The work for viola, written when he was fifteen, is in three substantial movements, weighted towards the finale, a ‘Theme and Variations’. In this BBC Radio 3 Lunchtime Concert, Tabea Zimmermann and Silke Avenhaus emphasised the links to Beethoven in the slow introduction, and were fleet-of-foot in the ensuing Allegro, whose development contains quick upward ascents in both instruments, brilliantly executed. Zimmermann also drew on the composer’s original thinking with the Trio of the Minuet by taking it at a slower pace, softly reflective but chromatic around the edges. The finale was colourful, with an air of mystery brought to the Eighth Variation that suggested Franck, while the tumbling piano figures of the Sixth were both virtuosic and highly musical. The extended coda is initially ruminative but then takes off at quite a speed, the players responding to these technical demands with considerable élan without excess of volume.
As with Mendelssohn, Max Reger was heavily influenced by J. S. Bach, though went one step further by explicitly writing pieces for the same instrumental forces. However, although Bach’s solo cello works arrange naturally for the viola, as far as we know he did not write for the instrument in a solo capacity. Reger did. Zimmermann brought a beautiful lilt to the Adagio, its slight syncopation making an uneven, slightly unbalanced meter. It was the same in the third movement Vivace, whose bouncing rhythms fell easily under the bow. The secret to performing these works would seem to be melodic projection and phrase control, both qualities that Zimmermann exhibited throughout, together with a technical mastery of the tricky, multiple-stopped writing in the first movement.

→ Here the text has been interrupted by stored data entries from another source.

// Copyright 2025 eraflo
//
// Licensed under the Apache License, Version 2.0 (the "License");
// you may not use this file except in compliance with the License.
// You may obtain a copy of the License at
//
//     http://www.apache.org/licenses/LICENSE-2.0
//
// Unless required by applicable law or agreed to in writing, software
// distributed under the License is distributed on an "AS IS" BASIS,
// WITHOUT WARRANTIES OR CONDITIONS OF ANY KIND, either express or implied.
// See the License for the specific language governing permissions and
// limitations under the License.

//! # Cairn Agents
//!
//! The active parts of the cache. The [`LoadCoordinator`] answers every load
//! request, from the store when it can and from a backend when it must,
//! making sure concurrent requests for one path share a single backend call.
//! The [`SweepTicker`] ages the store on a coarse clock.

#![warn(missing_docs)]

pub mod coordinator;
pub mod sweep;

pub use coordinator::{CoordinatorBuilder, LoadCoordinator, LoadTicket, TypeCheck};
pub use sweep::SweepTicker;
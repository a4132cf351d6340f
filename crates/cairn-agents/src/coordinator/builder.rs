// Copyright 2025 eraflo
//
// Licensed under the Apache License, Version 2.0 (the "License");
// you may not use this file except in compliance with the License.
// You may obtain a copy of the License at
//
//     http://www.apache.org/licenses/LICENSE-2.0
//
// Unless required by applicable law or agreed to in writing, software
// distributed under the License is distributed on an "AS IS" BASIS,
// WITHOUT WARRANTIES OR CONDITIONS OF ANY KIND, either express or implied.
// See the License for the specific language governing permissions and
// limitations under the License.

use super::{CoordinatorState, LoadCoordinator, Shared, TypeCheck};
use cairn_core::asset::Lifetime;
use cairn_core::AssetBackend;
use cairn_data::{CacheStats, CacheStore};
use std::collections::HashMap;
use std::sync::{Arc, Mutex};
use tokio::runtime::Handle;

/// Configures a [`LoadCoordinator`] before it starts serving requests.
pub struct CoordinatorBuilder {
    resources: Arc<dyn AssetBackend>,
    bundle: Option<Arc<dyn AssetBackend>>,
    type_check: TypeCheck,
    default_lifetime: Lifetime,
}

impl CoordinatorBuilder {
    pub(crate) fn new(resources: Arc<dyn AssetBackend>) -> Self {
        Self {
            resources,
            bundle: None,
            type_check: TypeCheck::default(),
            default_lifetime: Lifetime::default(),
        }
    }

    /// Registers the backend used by [`LoadMode::Bundle`](cairn_core::LoadMode::Bundle) requests.
    pub fn bundle_backend(mut self, backend: Arc<dyn AssetBackend>) -> Self {
        self.bundle = Some(backend);
        self
    }

    /// Sets the type checking policy.
    pub fn type_check(mut self, type_check: TypeCheck) -> Self {
        self.type_check = type_check;
        self
    }

    /// Sets the lifetime of entries cached by a load.
    ///
    /// `Seconds(0)` would expire entries before they are stored; it is
    /// logged and the current lifetime is kept.
    pub fn default_lifetime(mut self, lifetime: Lifetime) -> Self {
        if lifetime.is_expired() {
            log::warn!(
                "Ignoring expired default lifetime, keeping {:?}",
                self.default_lifetime
            );
            return self;
        }
        self.default_lifetime = lifetime;
        self
    }

    /// Builds the coordinator. Asynchronous loads are spawned on `runtime`.
    pub fn build(self, runtime: Handle) -> LoadCoordinator {
        log::info!(
            "LoadCoordinator initialized (backend: {}, bundle: {}, type check: {:?}, lifetime: {:?})",
            self.resources.name(),
            self.bundle.as_ref().map_or("none", |bundle| bundle.name()),
            self.type_check,
            self.default_lifetime,
        );

        let state = CoordinatorState {
            store: CacheStore::with_default_lifetime(self.default_lifetime),
            pending: HashMap::new(),
            stats: CacheStats::default(),
            next_waiter: 0,
        };

        LoadCoordinator {
            shared: Arc::new(Shared {
                state: Mutex::new(state),
                resources: self.resources,
                bundle: self.bundle,
                type_check: self.type_check,
            }),
            runtime,
        }
    }
}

Zimmermann and Silke Avenhaus began with Schumann, and the versatile Adagio and Allegro. There was a pleasing sense of holding back in the quiet passages, both players observing the composer’s marking of ‘slow, with intimate expression’ to the letter, while the ‘swift and fiery’ Allegro was exactly that, Zimmermann’s energy and the flowing accompaniment of Avenhaus the perfect match.
There was more Schumann as an encore, an arrangement for viola and piano of the third song from Opus 96, ‘Ihre Stimme’, which fell naturally under the fingers and exploited Zimmermann’s warm viola tone.